A strategy for the clinical remission of acute lymphoblastic leukemia elicited by treatment of β-thalassemia major: A case report

Miguel A Palomo-Colli; Marta Zapata-Tarres; Osvaldo D Castelán-Martínez; Luis E Juárez-Villegas; Lourdes P Córdova-Hurtado

doi:10.3892/mco.2017.1533

A strategy for the clinical remission of acute lymphoblastic leukemia elicited by treatment of β-thalassemia major: A case report

Mol Clin Oncol. 2018 Feb;8(2):375-377. doi: 10.3892/mco.2017.1533. Epub 2017 Dec 8.

Authors

Miguel A Palomo-Colli¹, Marta Zapata-Tarres², Osvaldo D Castelán-Martínez³, Luis E Juárez-Villegas¹, Lourdes P Córdova-Hurtado⁴

Affiliations

¹ Department of Oncology, Hospital Infantil de México Federico Gómez, Mexico City 06720, Mexico.
² Department of Pediatric Oncology, Instituto Nacional de Pediatría, Mexico City 04530, Mexico.
³ Facultad de Estudios Superiores Zaragoza, Universidad Nacional Autónoma de México, Mexico City 09230, Mexico.
⁴ Department of Hematology, Hospital Infantil de México Federico Gómez, Mexico City 06720, Mexico.

Abstract

Acute lymphoblastic leukemia (ALL) has been suggested as a long-term complication in patients with β-thalassemia major (β-TM).
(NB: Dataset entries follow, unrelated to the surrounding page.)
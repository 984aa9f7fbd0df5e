use hex_literal::hex;

/// An `ICMPv6` router solicitation from `fe80::2a0:ccff:fed9:4175` to `ff02::2`.
pub const IPV6_ICMPV6_ETHERNET: &[u8] = &hex!(
    "
        33 33 00 00 00 02 00 a0 cc d9 41 75 86 dd 60 00
        00 00 00 10 3a ff fe 80 00 00 00 00 00 00 02 a0
        cc ff fe d9 41 75 ff 02 00 00 00 00 00 00 00 00
        00 00 00 00 00 02 85 00 5d 50 00 00 00 00 01 01
        00 a0 cc d9 41 75
        "
);

/// An `MLDv2` report behind a hop-by-hop options header carrying a router alert.
pub const IPV6_HOP_BY_HOP_ETHERNET: &[u8] = &hex!(
    "
        33 33 00 00 00 16 f8 94 c2 2e fa d1 86 dd 60 00
        00 00 00 24 00 01 fe 80 00 00 00 00 00 00 d8 02
        35 89 15 cf 31 28 ff 02 00 00 00 00 00 00 00 00
        00 00 00 00 00 16 3a 00 05 02 00 00 01 00 8f 00
        1b 84 00 00 00 01 04 00 00 00 ff 02 00 00 00 00
        00 00 00 00 00 00 00 01 00 03
        "
);

/// An `HTTP` request over `TCP` from `2001:db8::10` to `2001:db8::80`.
pub const IPV6_TCP_ETHERNET: &[u8] = &hex!(
    "
        02 00 00 00 00 02 02 00 00 00 00 01 86 dd 60 00
        ab cd 00 45 06 40 20 01 0d b8 00 00 00 00 00 00
        00 00 00 00 00 10 20 01 0d b8 00 00 00 00 00 00
        00 00 00 00 00 80 c0 00 00 50 1a 2b 3c 4d 5e 6f
        70 81 80 18 10 00 d0 1f 00 00 01 01 08 0a 00 01
        02 03 04 05 06 07 47 45 54 20 2f 20 48 54 54 50
        2f 31 2e 31 0d 0a 48 6f 73 74 3a 20 65 78 61 6d
        70 6c 65 2e 63 6f 6d 0d 0a 0d 0a
        "
);

/// A `TCP` acknowledgement over `IPv4` padded to the minimum frame size.
pub const IPV4_TCP_PADDED_ETHERNET: &[u8] = &hex!(
    "
        02 00 00 00 00 20 02 00 00 00 00 10 08 00 45 00
        00 28 12 34 40 00 40 06 a5 2d c0 a8 01 0a c0 a8
        01 14 01 bb c7 38 00 00 03 e8 00 00 07 d0 50 10
        ff ff 57 ba 00 00 00 00 00 00 00 00
        "
);

/// A `Wake-on-LAN` magic packet for `00:0d:56:dc:9e:35` sent with its own `EtherType`.
pub const WOL_ETHERTYPE: &[u8] = &hex!(
    "
        ff ff ff ff ff ff 00 26 b9 c4 d2 a1 08 42 ff ff
        ff ff ff ff 00 0d 56 dc 9e 35 00 0d 56 dc 9e 35
        00 0d 56 dc 9e 35 00 0d 56 dc 9e 35 00 0d 56 dc
        9e 35 00 0d 56 dc 9e 35 00 0d 56 dc 9e 35 00 0d
        56 dc 9e 35 00 0d 56 dc 9e 35 00 0d 56 dc 9e 35
        00 0d 56 dc 9e 35 00 0d 56 dc 9e 35 00 0d 56 dc
        9e 35 00 0d 56 dc 9e 35 00 0d 56 dc 9e 35 00 0d
        56 dc 9e 35
        "
);

/// As `WOL_ETHERTYPE` with the 4 byte password `192.168.1.1`.
pub const WOL_ETHERTYPE_IPV4_PASSWORD: &[u8] = &hex!(
    "
        ff ff ff ff ff ff 00 26 b9 c4 d2 a1 08 42 ff ff
        ff ff ff ff 00 0d 56 dc 9e 35 00 0d 56 dc 9e 35
        00 0d 56 dc 9e 35 00 0d 56 dc 9e 35 00 0d 56 dc
        9e 35 00 0d 56 dc 9e 35 00 0d 56 dc 9e 35 00 0d
        56 dc 9e 35 00 0d 56 dc 9e 35 00 0d 56 dc 9e 35
        00 0d 56 dc 9e 35 00 0d 56 dc 9e 35 00 0d 56 dc
        9e 35 00 0d 56 dc 9e 35 00 0d 56 dc 9e 35 00 0d
        56 dc 9e 35 c0 a8 01 01
        "
);

/// A `Wake-on-LAN` magic packet for `00:0d:56:dc:9e:35` over `UDP` port 9 with a 6 byte password.
pub const WOL_UDP_MAC_PASSWORD: &[u8] = &hex!(
    "
        ff ff ff ff ff ff 00 26 b9 c4 d2 a1 08 00 45 00
        00 88 00 01 00 00 80 11 b6 0f c0 a8 01 05 c0 a8
        01 ff 9c 40 00 09 00 74 bc 42 ff ff ff ff ff ff
        00 0d 56 dc 9e 35 00 0d 56 dc 9e 35 00 0d 56 dc
        9e 35 00 0d 56 dc 9e 35 00 0d 56 dc 9e 35 00 0d
        56 dc 9e 35 00 0d 56 dc 9e 35 00 0d 56 dc 9e 35
        00 0d 56 dc 9e 35 00 0d 56 dc 9e 35 00 0d 56 dc
        9e 35 00 0d 56 dc 9e 35 00 0d 56 dc 9e 35 00 0d
        56 dc 9e 35 00 0d 56 dc 9e 35 00 0d 56 dc 9e 35
        01 23 45 67 89 ab
        "
);

/// A `Wake-on-LAN` magic packet for `00:90:27:85:cf:01` over `UDP` port 9.
pub const WOL_UDP: &[u8] = &hex!(
    "
        ff ff ff ff ff ff 00 26 b9 c4 d2 a1 08 00 45 00
        00 82 00 01 00 00 80 11 b6 15 c0 a8 01 05 c0 a8
        01 ff 9c 40 00 09 00 6e 6d 04 ff ff ff ff ff ff
        00 90 27 85 cf 01 00 90 27 85 cf 01 00 90 27 85
        cf 01 00 90 27 85 cf 01 00 90 27 85 cf 01 00 90
        27 85 cf 01 00 90 27 85 cf 01 00 90 27 85 cf 01
        00 90 27 85 cf 01 00 90 27 85 cf 01 00 90 27 85
        cf 01 00 90 27 85 cf 01 00 90 27 85 cf 01 00 90
        27 85 cf 01 00 90 27 85 cf 01 00 90 27 85 cf 01
        "
);

/// An `ICMPv6` echo request to a mobile node's home address `2001:db8::99`, routed through its
/// care-of address `2001:db8::2` by a type 2 routing header.
pub const IPV6_ROUTING_ICMPV6: &[u8] = &hex!(
    "
        60 00 00 00 00 24 2b 40 20 01 0d b8 00 00 00 00
        00 00 00 00 00 00 00 01 20 01 0d b8 00 00 00 00
        00 00 00 00 00 00 00 02 3a 02 02 01 00 00 00 00
        20 01 0d b8 00 00 00 00 00 00 00 00 00 00 00 99
        80 00 4c b1 12 34 00 01 61 62 63 64
        "
);
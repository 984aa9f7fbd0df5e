use crate::config::Config;
use crate::error::{Error, Result};
use crate::Dissector;
use tracing::instrument;

/// Build a dissector.
///
/// # Examples
///
/// ```
/// # fn main() -> anyhow::Result<()> {
/// use layerwise_core::Builder;
///
/// let dissector = Builder::new()
///     .max_extension_headers(4)
///     .wake_on_lan_ports([9, 40000])
///     .build()?;
/// assert_eq!(4, dissector.config().max_extension_headers);
/// # Ok(())
/// # }
/// ```
///
/// # See Also
///
/// - [`Dissector`] - A layered packet dissector.
#[derive(Debug)]
pub struct Builder {
    max_extension_headers: usize,
    wake_on_lan_ports: Vec<u16>,
}

impl Default for Builder {
    fn default() -> Self {
        let config = Config::default();
        Self {
            max_extension_headers: config.max_extension_headers,
            wake_on_lan_ports: config.wake_on_lan_ports,
        }
    }
}

impl Builder {
    /// Build a dissector builder with default configuration.
    #[must_use]
    pub fn new() -> Self {
        Self::default()
    }

    /// Set the maximum number of `IPv6` extension headers walked per packet.
    ///
    /// A chain longer than this fails with a `TooManyExtensionHeaders` error.
    #[must_use]
    pub fn max_extension_headers(self, max_extension_headers: usize) -> Self {
        Self {
            max_extension_headers,
            ..self
        }
    }

    /// Set the `UDP` destination ports which may carry a `Wake-on-LAN` magic packet.
    ///
    /// An empty set disables `Wake-on-LAN` dissection over `UDP`.
    #[must_use]
    pub fn wake_on_lan_ports(self, ports: impl IntoIterator<Item = u16>) -> Self {
        Self {
            wake_on_lan_ports: ports.into_iter().collect(),
            ..self
        }
    }

    /// Build the `Dissector`.
    #[instrument(skip_all, level = "trace")]
    pub fn build(self) -> Result<Dissector> {
        if self.max_extension_headers == 0 {
            return Err(Error::BadConfig(String::from(
                "max_extension_headers must be greater than zero",
            )));
        }
        let mut wake_on_lan_ports = self.wake_on_lan_ports;
        wake_on_lan_ports.sort_unstable();
        wake_on_lan_ports.dedup();
        let config = Config {
            max_extension_headers: self.max_extension_headers,
            wake_on_lan_ports,
        };
        tracing::debug!(?config);
        Ok(Dissector::new(config))
    }
}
A 12-months-old male patient was diagnosed with β-TM. The patient required a blood transfusion weekly for 2 years. At the age of 4 years, a splenectomy was performed due to massive splenomegaly and frequent transfusion requirements. The histopathological analysis of the spleen revealed extensive hemosiderosis. ALL-L1 with the T immunophenotype and without central nervous system (CNS) involvement was diagnosed when the patient was 5 years old, and treated with anti-leukemic combination chemotherapy and CNS radiotherapy. The patient completed 24 months of treatment and has been in complete remission for 7 years, without long-term adverse events.

Keywords: Mexican; acute lymphoblastic leukemia; child; iron overload; β-thalassemia major.